BEGIN Listed records

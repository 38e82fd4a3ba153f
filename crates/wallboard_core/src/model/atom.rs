//! Stored document model.
//!
//! # Responsibility
//! - Define the canonical record persisted by the SQLite document store.
//! - Keep notes and their checklist tasks in one storage shape.
//!
//! # Invariants
//! - `uuid` is stable and never reused for another atom.
//! - `is_deleted` is the source of truth for tombstone state.
//! - Only `AtomType::Task` atoms carry `task_status` and `note_uuid`.

use serde::{Deserialize, Serialize};
use std::error::Error;
use std::fmt::{Display, Formatter};
use uuid::Uuid;

/// Stable identifier for every stored document and task.
pub type AtomId = Uuid;

/// Storage category for one atom.
#[derive(Debug, Clone, Copy, PartialEq, Eq, Serialize, Deserialize)]
#[serde(rename_all = "snake_case")]
pub enum AtomType {
    /// Free-form markdown document that can carry tags.
    Note,
    /// Checklist item owned by a note.
    Task,
}

/// Task lifecycle state for `AtomType::Task`.
#[derive(Debug, Clone, Copy, PartialEq, Eq, Serialize, Deserialize)]
#[serde(rename_all = "snake_case")]
pub enum TaskStatus {
    /// Created but not started.
    Todo,
    /// Work is in progress.
    InProgress,
    /// Completed successfully.
    Done,
    /// No longer actionable.
    Cancelled,
}

/// Validation failures raised before an atom is persisted.
#[derive(Debug, Clone, PartialEq, Eq)]
pub enum AtomValidationError {
    NilUuid,
    /// A task must point at the note that owns it.
    TaskWithoutNote,
    /// Notes never carry task-only fields.
    NoteWithTaskFields,
}

impl Display for AtomValidationError {
    fn fmt(&self, f: &mut Formatter<'_>) -> std::fmt::Result {
        match self {
            Self::NilUuid => write!(f, "atom uuid must not be nil"),
            Self::TaskWithoutNote => write!(f, "task atom must reference an owning note"),
            Self::NoteWithTaskFields => {
                write!(f, "note atom must not carry task_status or note_uuid")
            }
        }
    }
}

impl Error for AtomValidationError {}

/// Canonical stored record for notes and tasks.
#[derive(Debug, Clone, PartialEq, Eq, Serialize, Deserialize)]
pub struct Atom {
    pub uuid: AtomId,
    /// Serialized as `type` to match external schema naming.
    #[serde(rename = "type")]
    pub kind: AtomType,
    /// Display name shown in rendered links.
    pub title: String,
    /// Markdown body.
    pub content: String,
    /// Meaningful only when `kind == AtomType::Task`.
    pub task_status: Option<TaskStatus>,
    /// Owning note of a task atom.
    pub note_uuid: Option<AtomId>,
    pub is_deleted: bool,
}

impl Atom {
    /// Creates a new note atom with a generated stable ID.
    pub fn note(title: impl Into<String>, content: impl Into<String>) -> Self {
        Self {
            uuid: Uuid::new_v4(),
            kind: AtomType::Note,
            title: title.into(),
            content: content.into(),
            task_status: None,
            note_uuid: None,
            is_deleted: false,
        }
    }

    /// Creates a new task atom owned by `note_uuid`.
    pub fn task(note_uuid: AtomId, content: impl Into<String>, status: TaskStatus) -> Self {
        Self {
            uuid: Uuid::new_v4(),
            kind: AtomType::Task,
            title: String::new(),
            content: content.into(),
            task_status: Some(status),
            note_uuid: Some(note_uuid),
            is_deleted: false,
        }
    }

    /// Checks cross-field invariants before persistence.
    pub fn validate(&self) -> Result<(), AtomValidationError> {
        if self.uuid.is_nil() {
            return Err(AtomValidationError::NilUuid);
        }
        match self.kind {
            AtomType::Task if self.note_uuid.is_none() => Err(AtomValidationError::TaskWithoutNote),
            AtomType::Note if self.task_status.is_some() || self.note_uuid.is_some() => {
                Err(AtomValidationError::NoteWithTaskFields)
            }
            _ => Ok(()),
        }
    }
}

END Listed records

Exercise prompt >>
Every record above should be output exactly.

Problem solution >>
repository 38e82fd4a3ba153f
filename crates/wallboard_core/src/model/atom.rs
//! Stored document model.
//!
//! # Responsibility
//! - Define the canonical record persisted by the SQLite document store.
//! - Keep notes and their checklist tasks in one storage shape.
//!
//! # Invariants
//! - `uuid` is stable and never reused for another atom.
//! - `is_deleted` is the source of truth for tombstone state.
//! - Only `AtomType::Task` atoms carry `task_status` and `note_uuid`.

use serde::{Deserialize, Serialize};
use std::error::Error;
use std::fmt::{Display, Formatter};
use uuid::Uuid;

/// Stable identifier for every stored document and task.
pub type AtomId = Uuid;

/// Storage category for one atom.
#[derive(Debug, Clone, Copy, PartialEq, Eq, Serialize, Deserialize)]
#[serde(rename_all = "snake_case")]
pub enum AtomType {
    /// Free-form markdown document that can carry tags.
    Note,
    /// Checklist item owned by a note.
    Task,
}

/// Task lifecycle state for `AtomType::Task`.
#[derive(Debug, Clone, Copy, PartialEq, Eq, Serialize, Deserialize)]
#[serde(rename_all = "snake_case")]
pub enum TaskStatus {
    /// Created but not started.
    Todo,
    /// Work is in progress.
    InProgress,
    /// Completed successfully.
    Done,
    /// No longer actionable.
    Cancelled,
}

/// Validation failures raised before an atom is persisted.
#[derive(Debug, Clone, PartialEq, Eq)]
pub enum AtomValidationError {
    NilUuid,
    /// A task must point at the note that owns it.
    TaskWithoutNote,
    /// Notes never carry task-only fields.
    NoteWithTaskFields,
}

impl Display for AtomValidationError {
    fn fmt(&self, f: &mut Formatter<'_>) -> std::fmt::Result {
        match self {
            Self::NilUuid => write!(f, "atom uuid must not be nil"),
            Self::TaskWithoutNote => write!(f, "task atom must reference an owning note"),
            Self::NoteWithTaskFields => {
                write!(f, "note atom must not carry task_status or note_uuid")
            }
        }
    }
}

impl Error for AtomValidationError {}

/// Canonical stored record for notes and tasks.
#[derive(Debug, Clone, PartialEq, Eq, Serialize, Deserialize)]
pub struct Atom {
    pub uuid: AtomId,
    /// Serialized as `type` to match external schema naming.
    #[serde(rename = "type")]
    pub kind: AtomType,
    /// Display name shown in rendered links.
    pub title: String,
    /// Markdown body.
    pub content: String,
    /// Meaningful only when `kind == AtomType::Task`.
    pub task_status: Option<TaskStatus>,
    /// Owning note of a task atom.
    pub note_uuid: Option<AtomId>,
    pub is_deleted: bool,
}

impl Atom {
    /// Creates a new note atom with a generated stable ID.
    pub fn note(title: impl Into<String>, content: impl Into<String>) -> Self {
        Self {
            uuid: Uuid::new_v4(),
            kind: AtomType::Note,
            title: title.into(),
            content: content.into(),
            task_status: None,
            note_uuid: None,
            is_deleted: false,
        }
    }

    /// Creates a new task atom owned by `note_uuid`.
    pub fn task(note_uuid: AtomId, content: impl Into<String>, status: TaskStatus) -> Self {
        Self {
            uuid: Uuid::new_v4(),
            kind: AtomType::Task,
            title: String::new(),
            content: content.into(),
            task_status: Some(status),
            note_uuid: Some(note_uuid),
            is_deleted: false,
        }
    }

    /// Checks cross-field invariants before persistence.
    pub fn validate(&self) -> Result<(), AtomValidationError> {
        if self.uuid.is_nil() {
            return Err(AtomValidationError::NilUuid);
        }
        match self.kind {
            AtomType::Task if self.note_uuid.is_none() => Err(AtomValidationError::TaskWithoutNote),
            AtomType::Note if self.task_status.is_some() || self.note_uuid.is_some() => {
                Err(AtomValidationError::NoteWithTaskFields)
            }
            _ => Ok(()),
        }
    }
}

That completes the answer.